La Corte di Cassazione a Sezioni Unite, dopo quasi un anno di attesa, in data 16 gennaio 2018 si è pronunciata sulla validità del contratto monofirma.
La Sentenza n. 898 afferma infatti che “Il requisito della forma scritta del contratto-quadro relativo ai servizi di investimento, disposto dall’art. 23 del d.lgs. 24/2/1998, n. 58, è rispettato over sia redatto il contratto per iscritto e ne venga consegnata una copia al cliente, ed è sufficiente la sola sottoscrizione dell’investitore, non necessitando la sottoscrizione anche dell’intermediario, il cui consenso ben si può desumere alla stregua di comportamenti concludenti dallo stesso tenuti.”
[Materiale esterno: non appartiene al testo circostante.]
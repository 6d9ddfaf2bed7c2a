//! # Checkout Configuration
//!
//! Deployment configuration for the checkout layer.
//!
//! ## Configuration Sources (Priority Order)
//! 1. Environment variables (`DHABA_*`)
//! 2. Config file supplied by the host application (serde)
//! 3. Defaults (this file)
//!
//! ## Thread Safety
//! Configuration is read-only after initialization, so no mutex needed.
//!
//! ## The Taxable-Base Knob
//! The screens this engine replaced disagreed on whether GST applies before
//! or after the coupon discount. That choice is a deployment decision made
//! here, once, explicitly, not something each screen re-guesses.

use serde::{Deserialize, Serialize};

use dhaba_core::{Money, TaxPolicy, TaxRate, TaxableBase};

use crate::error::ConfigError;

// =============================================================================
// Tax Configuration (wire shape)
// =============================================================================

/// Tax regime as it arrives from deployment/catalog configuration:
/// `{"mode": "single"|"split", "rates": [..]}` with rates in percent.
#[derive(Debug, Clone, Serialize, Deserialize, PartialEq)]
#[serde(rename_all = "camelCase")]
pub struct TaxConfig {
    pub mode: TaxConfigMode,
    pub rates: Vec<f64>,
}

/// Wire values for the tax mode.
#[derive(Debug, Clone, Copy, PartialEq, Eq, Serialize, Deserialize)]
#[serde(rename_all = "lowercase")]
pub enum TaxConfigMode {
    /// One GST percentage applied once.
    Single,
    /// CGST + SGST, two rates off the same base.
    Split,
}

impl TaxConfig {
    /// A single-rate regime (e.g. 5% GST).
    pub fn single(rate_pct: f64) -> Self {
        TaxConfig {
            mode: TaxConfigMode::Single,
            rates: vec![rate_pct],
        }
    }

    /// A split regime (e.g. 2.5% CGST + 2.5% SGST).
    pub fn split(first_pct: f64, second_pct: f64) -> Self {
        TaxConfig {
            mode: TaxConfigMode::Split,
            rates: vec![first_pct, second_pct],
        }
    }

    /// Validates and converts the wire shape into a domain [`TaxPolicy`].
    ///
    /// ## Errors
    /// - `RateCount`: single mode with ≠ 1 rate, split mode with ≠ 2 rates
    /// - `RateOutOfRange`: any rate outside 0–100%
    pub fn policy(&self) -> Result<TaxPolicy, ConfigError> {
        for &rate in &self.rates {
            if !(0.0..=100.0).contains(&rate) {
                return Err(ConfigError::RateOutOfRange { rate });
            }
        }

        match self.mode {
            TaxConfigMode::Single => match self.rates.as_slice() {
                [rate] => Ok(TaxPolicy::SingleRate(TaxRate::from_percentage(*rate))),
                other => Err(ConfigError::RateCount {
                    mode: "single".to_string(),
                    expected: 1,
                    actual: other.len(),
                }),
            },
            TaxConfigMode::Split => match self.rates.as_slice() {
                [first, second] => Ok(TaxPolicy::SplitRate(
                    TaxRate::from_percentage(*first),
                    TaxRate::from_percentage(*second),
                )),
                other => Err(ConfigError::RateCount {
                    mode: "split".to_string(),
                    expected: 2,
                    actual: other.len(),
                }),
            },
        }
    }
}

// =============================================================================
// Checkout Configuration
// =============================================================================

/// Deployment configuration for one terminal.
///
/// ## Fields
/// Most fields have sensible defaults for development.
/// Production deployments should configure these properly.
#[derive(Debug, Clone, Serialize, Deserialize)]
#[serde(rename_all = "camelCase")]
pub struct CheckoutConfig {
    /// Store name (receipt header).
    pub store_name: String,

    /// Store address lines (receipt header).
    pub store_address: Vec<String>,

    /// Currency symbol (for display).
    pub currency_symbol: String,

    /// Tax regime in the configuration wire shape.
    pub tax: TaxConfig,

    /// Whether tax applies to the pre- or post-discount subtotal.
    pub taxable_base: TaxableBase,

    /// Timeout for a single sink delivery (printing, persistence).
    pub sink_timeout_ms: u64,

    /// Receipt paper width in characters (typically 32, 42, or 48).
    pub paper_width: usize,
}

impl Default for CheckoutConfig {
    /// Returns default configuration suitable for development.
    ///
    /// ## Default Values
    /// - Store: "Dhaba Dev Kitchen"
    /// - Currency: ₹
    /// - Tax: single 5% GST on the post-discount base
    /// - Sink timeout: 5 seconds
    fn default() -> Self {
        CheckoutConfig {
            store_name: "Dhaba Dev Kitchen".to_string(),
            store_address: vec!["12 MG Road".to_string(), "Bengaluru 560001".to_string()],
            currency_symbol: "₹".to_string(),
            tax: TaxConfig::single(5.0),
            taxable_base: TaxableBase::PostDiscount,
            sink_timeout_ms: 5000,
            paper_width: 42,
        }
    }
}

impl CheckoutConfig {
    /// Creates a CheckoutConfig from environment variables and defaults.
    ///
    /// ## Environment Variables
    /// - `DHABA_STORE_NAME`: override store name
    /// - `DHABA_TAXABLE_BASE`: "pre_discount" or "post_discount"
    /// - `DHABA_SINK_TIMEOUT_MS`: override sink timeout
    pub fn from_env() -> Self {
        let mut config = CheckoutConfig::default();

        if let Ok(store_name) = std::env::var("DHABA_STORE_NAME") {
            config.store_name = store_name;
        }

        if let Ok(base) = std::env::var("DHABA_TAXABLE_BASE") {
            match base.as_str() {
                "pre_discount" => config.taxable_base = TaxableBase::PreDiscount,
                "post_discount" => config.taxable_base = TaxableBase::PostDiscount,
                _ => {}
            }
        }

        if let Ok(timeout_str) = std::env::var("DHABA_SINK_TIMEOUT_MS") {
            if let Ok(timeout_ms) = timeout_str.parse::<u64>() {
                config.sink_timeout_ms = timeout_ms;
            }
        }

        config
    }

    /// Formats a Money amount with the configured currency symbol.
    ///
    /// ## Example
    /// ```rust
    /// use dhaba_checkout::config::CheckoutConfig;
    /// use dhaba_core::Money;
    ///
    /// let config = CheckoutConfig::default();
    /// assert_eq!(config.format_money(Money::from_paise(14175)), "₹141.75");
    /// ```
    pub fn format_money(&self, amount: Money) -> String {
        format!(
            "{}{}{}.{:02}",
            if amount.is_negative() { "-" } else { "" },
            self.currency_symbol,
            amount.rupees().abs(),
            amount.paise_part()
        )
    }
}

// =============================================================================
// Unit Tests
// =============================================================================
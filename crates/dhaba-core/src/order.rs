//! # Order Totalizer & Finalizer
//!
//! Combines subtotal, discount, and tax into the amount payable, and
//! freezes a priced cart into an immutable order record.
//!
//! ## Pricing Pipeline
//! ```text
//! ┌─────────────────────────────────────────────────────────────────────────┐
//! │                      totalize() — always recomputed                     │
//! │                                                                         │
//! │  cart.subtotal() ────────────────────────────────┐                      │
//! │       │                                          │                      │
//! │       ▼                                          │                      │
//! │  refresh coupon snapshot from CURRENT subtotal   │                      │
//! │  (below minimum now? → drop it, report it)       │                      │
//! │       │                                          │                      │
//! │       ▼                                          ▼                      │
//! │  discount ──► taxable base (pre/post) ──► TaxPolicy::compute()          │
//! │       │                                          │                      │
//! │       └──────────────┬───────────────────────────┘                      │
//! │                      ▼                                                  │
//! │        total = subtotal - discount + total_tax    (exact, no rounding)  │
//! └─────────────────────────────────────────────────────────────────────────┘
//! ```
//!
//! ## Lifecycle
//! `Building → Discounted (optional) → Finalized`. Finalized is terminal:
//! the record is immutable and a new checkout starts a new cart. Side
//! effects (printing, persistence) live behind caller-supplied sinks in the
//! checkout crate, never here.

use chrono::{DateTime, Utc};
use serde::{Deserialize, Serialize};
use ts_rs::TS;
use uuid::Uuid;

use crate::cart::{Cart, CartLine};
use crate::coupon::AppliedCoupon;
use crate::error::{CoreError, CoreResult};
use crate::money::Money;
use crate::tax::{TaxBreakdown, TaxPolicy, TaxableBase};

// =============================================================================
// Payment Method
// =============================================================================

/// How the customer settled the order.
#[derive(Debug, Clone, Copy, PartialEq, Eq, Serialize, Deserialize, TS)]
#[ts(export)]
#[serde(rename_all = "snake_case")]
pub enum PaymentMethod {
    /// Physical cash payment.
    Cash,
    /// Card payment on an external terminal.
    Card,
    /// UPI transfer (QR / collect request).
    Upi,
}

/// Receipt label for the payment method.
impl std::fmt::Display for PaymentMethod {
    fn fmt(&self, f: &mut std::fmt::Formatter<'_>) -> std::fmt::Result {
        let label = match self {
            PaymentMethod::Cash => "Cash",
            PaymentMethod::Card => "Card",
            PaymentMethod::Upi => "UPI",
        };
        write!(f, "{}", label)
    }
}

// =============================================================================
// Order Stage
// =============================================================================

/// Where a checkout session is in its lifecycle.
#[derive(Debug, Clone, Copy, PartialEq, Eq, Serialize, Deserialize, TS)]
#[ts(export)]
#[serde(rename_all = "snake_case")]
pub enum OrderStage {
    /// Items being added; no coupon attached.
    Building,
    /// A coupon is attached; still mutable.
    Discounted,
    /// Order record created. Terminal: start a new cart for the next order.
    Finalized,
}

impl Default for OrderStage {
    fn default() -> Self {
        OrderStage::Building
    }
}

// =============================================================================
// Order Totals
// =============================================================================

/// The derived pricing view of a cart.
///
/// Never stored: recomputed from the cart on every subtotal or discount
/// change, so it cannot drift from the lines it was derived from.
#[derive(Debug, Clone, PartialEq, Eq, Serialize, Deserialize, TS)]
#[ts(export)]
#[serde(rename_all = "camelCase")]
pub struct OrderTotals {
    /// Sum of line totals before discount and tax.
    pub subtotal: Money,

    /// Discount actually applied (zero when no coupon survives refresh).
    pub discount: Money,

    /// The refreshed coupon snapshot the discount came from.
    pub coupon: Option<AppliedCoupon>,

    /// True when a previously attached coupon was dropped because the cart
    /// no longer meets its minimum order amount.
    pub coupon_dropped: bool,

    /// Itemized tax lines plus total-tax scalar.
    pub tax: TaxBreakdown,

    /// Amount payable: `subtotal - discount + total_tax`.
    pub total: Money,
}

/// Combines already-rounded components into the amount payable.
///
/// Exact integer arithmetic on paise; this function never introduces new
/// rounding. Non-negativity is guaranteed upstream by the coupon resolver's
/// clamp, so it is asserted here rather than re-clamped.
pub fn total_payable(subtotal: Money, discount: Money, total_tax: Money) -> Money {
    let total = subtotal - discount + total_tax;
    debug_assert!(
        !total.is_negative(),
        "payable total went negative: subtotal {} discount {} tax {}",
        subtotal,
        discount,
        total_tax
    );
    total
}

/// Prices a cart under a tax policy and taxable-base selection.
///
/// The attached coupon snapshot, if any, is refreshed against the current
/// subtotal before pricing, so a stale `discount_amount` never reaches a
/// total. A coupon whose minimum the cart no longer meets is dropped from
/// the pricing (and flagged via `coupon_dropped` so the session layer can
/// detach it and tell the cashier).
pub fn totalize(cart: &Cart, policy: &TaxPolicy, base: TaxableBase) -> OrderTotals {
    let subtotal = cart.subtotal();

    let (coupon, coupon_dropped) = match cart.applied_coupon() {
        Some(applied) if applied.coupon.eligible_for(subtotal) => {
            let refreshed = AppliedCoupon {
                coupon: applied.coupon.clone(),
                discount_amount: applied.coupon.discount_for(subtotal),
            };
            (Some(refreshed), false)
        }
        Some(_) => (None, true),
        None => (None, false),
    };

    let discount = coupon
        .as_ref()
        .map(|c| c.discount_amount)
        .unwrap_or_default();

    let tax = policy.compute(base.select(subtotal, discount));
    let total = total_payable(subtotal, discount, tax.total_tax);

    OrderTotals {
        subtotal,
        discount,
        coupon,
        coupon_dropped,
        tax,
        total,
    }
}

// =============================================================================
// Finalized Order
// =============================================================================

/// The frozen record of a completed checkout.
///
/// Created once by [`finalize`] and immutable thereafter. The cart it was
/// built from is cleared by the session; this record is what printing and
/// persistence sinks receive.
#[derive(Debug, Clone, Serialize, Deserialize, TS)]
#[ts(export)]
#[serde(rename_all = "camelCase")]
pub struct FinalizedOrder {
    /// Unique identifier (UUID v4).
    pub id: String,

    /// Human-readable order number, e.g. `ORD-20240312-8F41C2D0`.
    pub order_number: String,

    /// Line items, frozen at finalization.
    pub lines: Vec<CartLine>,

    /// Subtotal before discount and tax.
    pub subtotal: Money,

    /// Discount applied.
    pub discount: Money,

    /// Code of the coupon the discount came from, if any.
    pub coupon_code: Option<String>,

    /// Itemized tax lines with total.
    pub tax: TaxBreakdown,

    /// Amount payable.
    pub total: Money,

    /// How the customer paid.
    pub payment_method: PaymentMethod,

    /// When the order was finalized.
    #[ts(as = "String")]
    pub finalized_at: DateTime<Utc>,
}

/// Freezes a priced cart into a [`FinalizedOrder`].
///
/// Requires at least one line (`CoreError::EmptyCart` otherwise; the cart
/// is left untouched for correction). Performs no side effects: printing
/// and persistence are caller-supplied sinks, so a dead printer can never
/// corrupt pricing.
pub fn finalize(
    cart: &Cart,
    totals: &OrderTotals,
    payment_method: PaymentMethod,
) -> CoreResult<FinalizedOrder> {
    if cart.is_empty() {
        return Err(CoreError::EmptyCart);
    }

    let finalized_at = Utc::now();

    Ok(FinalizedOrder {
        id: Uuid::new_v4().to_string(),
        order_number: generate_order_number(finalized_at),
        lines: cart.lines().to_vec(),
        subtotal: totals.subtotal,
        discount: totals.discount,
        coupon_code: totals.coupon.as_ref().map(|c| c.coupon.code.clone()),
        tax: totals.tax.clone(),
        total: totals.total,
        payment_method,
        finalized_at,
    })
}

/// Order number: date component plus a short unique suffix.
fn generate_order_number(at: DateTime<Utc>) -> String {
    let uuid = Uuid::new_v4().simple().to_string();
    format!("ORD-{}-{}", at.format("%Y%m%d"), uuid[..8].to_uppercase())
}

// =============================================================================
// Unit Tests
// =============================================================================
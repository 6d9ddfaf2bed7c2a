//! # Coupon Resolver
//!
//! Validates and prices a coupon code against the current subtotal.
//!
//! ## Resolution Flow
//! ```text
//! ┌─────────────────────────────────────────────────────────────────────────┐
//! │  resolve("tea5", subtotal, catalog)                                     │
//! │       │                                                                 │
//! │       ▼                                                                 │
//! │  normalize: trim + uppercase → "TEA5"                                   │
//! │       │                                                                 │
//! │       ├── no catalog entry? ──────────► CouponError::NotFound           │
//! │       │                                                                 │
//! │       ├── subtotal < min_order? ──────► CouponError::BelowMinimum       │
//! │       │                                                                 │
//! │       ▼                                                                 │
//! │  Flat(amount)      → discount = min(amount, subtotal)                   │
//! │  Percentage(rate)  → discount = round_half_up(subtotal × rate)          │
//! │       │                                                                 │
//! │       ▼                                                                 │
//! │  AppliedCoupon { coupon, discount_amount }   (a snapshot!)              │
//! └─────────────────────────────────────────────────────────────────────────┘
//! ```
//!
//! ## Snapshot Semantics
//! An [`AppliedCoupon`] is a snapshot of the discount at one subtotal, not a
//! standing rule. It is stale the instant the subtotal changes; the engine
//! re-resolves before totalizing (see [`crate::order::totalize`]). Applying
//! a new coupon always replaces the previous one; coupons never stack.

use std::collections::BTreeSet;

use serde::{Deserialize, Serialize};
use ts_rs::TS;

use crate::error::CouponError;
use crate::money::Money;

// =============================================================================
// Coupon
// =============================================================================

/// The discount rule a coupon carries.
///
/// A tagged variant, matched exhaustively. There is no third kind hiding
/// behind a type string.
#[derive(Debug, Clone, PartialEq, Eq, Serialize, Deserialize, TS)]
#[ts(export)]
#[serde(rename_all = "snake_case")]
pub enum CouponKind {
    /// Fixed amount off the subtotal (e.g. ₹50 flat).
    Flat(Money),
    /// Percentage of the subtotal, in basis points (1000 = 10%).
    Percentage { rate_bps: u32 },
}

/// A named discount rule read from the external coupon catalog.
///
/// Immutable once fetched for a given checkout: the engine never writes
/// back to the catalog and never caches entries beyond one session.
#[derive(Debug, Clone, PartialEq, Eq, Serialize, Deserialize, TS)]
#[ts(export)]
#[serde(rename_all = "camelCase")]
pub struct Coupon {
    /// Coupon code, uppercase-normalized, unique in the catalog.
    pub code: String,

    /// Flat or percentage rule.
    pub kind: CouponKind,

    /// Minimum subtotal required before this coupon applies.
    pub min_order_amount: Money,

    /// Optional category restriction. Catalog metadata only: the back
    /// office records it, but cart lines carry no category, so pricing
    /// does not consult it.
    pub category_scope: Option<BTreeSet<String>>,
}

impl Coupon {
    /// Creates a coupon with a normalized (trimmed, uppercased) code.
    pub fn new(
        code: &str,
        kind: CouponKind,
        min_order_amount: Money,
        category_scope: Option<BTreeSet<String>>,
    ) -> Self {
        Coupon {
            code: normalize_code(code),
            kind,
            min_order_amount,
            category_scope,
        }
    }

    /// Prices this coupon's discount against a subtotal.
    ///
    /// - `Flat`: clamped to the subtotal, so a flat discount never drives the
    ///   payable total negative
    /// - `Percentage`: rounded to the nearest paisa, half up
    ///
    /// Eligibility (minimum order) is checked by [`resolve`], not here.
    pub fn discount_for(&self, subtotal: Money) -> Money {
        match self.kind {
            CouponKind::Flat(amount) => amount.min(subtotal),
            CouponKind::Percentage { rate_bps } => subtotal.percent_share(rate_bps),
        }
    }

    /// Whether the subtotal meets this coupon's minimum order amount.
    #[inline]
    pub fn eligible_for(&self, subtotal: Money) -> bool {
        subtotal >= self.min_order_amount
    }
}

/// A coupon priced against one specific subtotal.
///
/// Derived value: recomputed whenever the cart subtotal changes, never
/// persisted independently of the cart it was computed against.
#[derive(Debug, Clone, PartialEq, Eq, Serialize, Deserialize, TS)]
#[ts(export)]
#[serde(rename_all = "camelCase")]
pub struct AppliedCoupon {
    pub coupon: Coupon,
    pub discount_amount: Money,
}

// =============================================================================
// Coupon Catalog (external collaborator)
// =============================================================================

/// Read-only lookup against the back office's coupon catalog.
///
/// Implementations receive an already-normalized (trimmed, uppercased)
/// code and must match it exactly. The engine treats the catalog as
/// external data: no caching beyond one checkout, no writes.
pub trait CouponCatalog {
    fn lookup(&self, code: &str) -> Option<Coupon>;
}

/// Canonical code form used for catalog lookups: trimmed and uppercased.
pub fn normalize_code(code: &str) -> String {
    code.trim().to_uppercase()
}

// =============================================================================
// Resolver
// =============================================================================

/// Resolves a coupon code against the current subtotal.
///
/// Lookup is case-insensitive exact match. On success the returned
/// [`AppliedCoupon`] replaces any previously applied coupon; on failure the
/// caller keeps its previous state and pricing is unchanged.
///
/// ## Example
/// ```rust
/// use dhaba_core::coupon::{resolve, Coupon, CouponCatalog, CouponKind};
/// use dhaba_core::money::Money;
///
/// struct OneCoupon(Coupon);
/// impl CouponCatalog for OneCoupon {
///     fn lookup(&self, code: &str) -> Option<Coupon> {
///         (self.0.code == code).then(|| self.0.clone())
///     }
/// }
///
/// let catalog = OneCoupon(Coupon::new(
///     "TEA5",
///     CouponKind::Flat(Money::from_paise(500)),
///     Money::zero(),
///     None,
/// ));
///
/// let applied = resolve("tea5", Money::from_paise(14000), &catalog).unwrap();
/// assert_eq!(applied.discount_amount.paise(), 500);
/// ```
pub fn resolve(
    code: &str,
    subtotal: Money,
    catalog: &dyn CouponCatalog,
) -> Result<AppliedCoupon, CouponError> {
    let normalized = normalize_code(code);

    let coupon = catalog
        .lookup(&normalized)
        .ok_or(CouponError::NotFound { code: normalized })?;

    if !coupon.eligible_for(subtotal) {
        return Err(CouponError::BelowMinimum {
            required: coupon.min_order_amount,
            subtotal,
        });
    }

    let discount_amount = coupon.discount_for(subtotal);
    Ok(AppliedCoupon {
        coupon,
        discount_amount,
    })
}

// =============================================================================
// Unit Tests
// =============================================================================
La Sentenza delinea uno scenario già peraltro conformatosi in passato con la Sentenza di Cassazione, sez. I civile, n. 4564/2012 per la quale “Anche a voler ritenere che non risulti una copia firmata del contratto da parte della banca, l’intento di questa di avvalersi del contratto risulterebbe comunque, oltre che dal deposito del documento in giudizio, dalle manifestazioni di volontà da questa esternate ai ricorrenti nel corso del rapporto […]”
La Sentenza in oggetto comunque risulta essere un’inversione di rotta rispetto alle recenti pronunce degli ermellini. In particolare tra il 2016 ed il 2017 si era delineato un orientamento del tutto contrario alle predette pronunce. Si richiamano le Sentenze della Corte di Cassazione n. 5919/2016, n. 7068/2016, n. 8395/2016, n. 8396/2016, n. 10331/2016, n. 36/2017 e n. 10447/2017 per le quali invece il contratto “monofirma” sarebbe stato da considerarsi nullo alla stregua dell’art. 23 TUF (ed implicitamente dell’art. 117 TUB).
La pronuncia delle Sezioni Unite sembrerebbe non lasciare spazio ad altre interpretazioni ma in fondo nel diritto italiano, in particolare nel diritto bancario, siamo stati abituati ad assistere a repentini capovolgimenti interpretativi.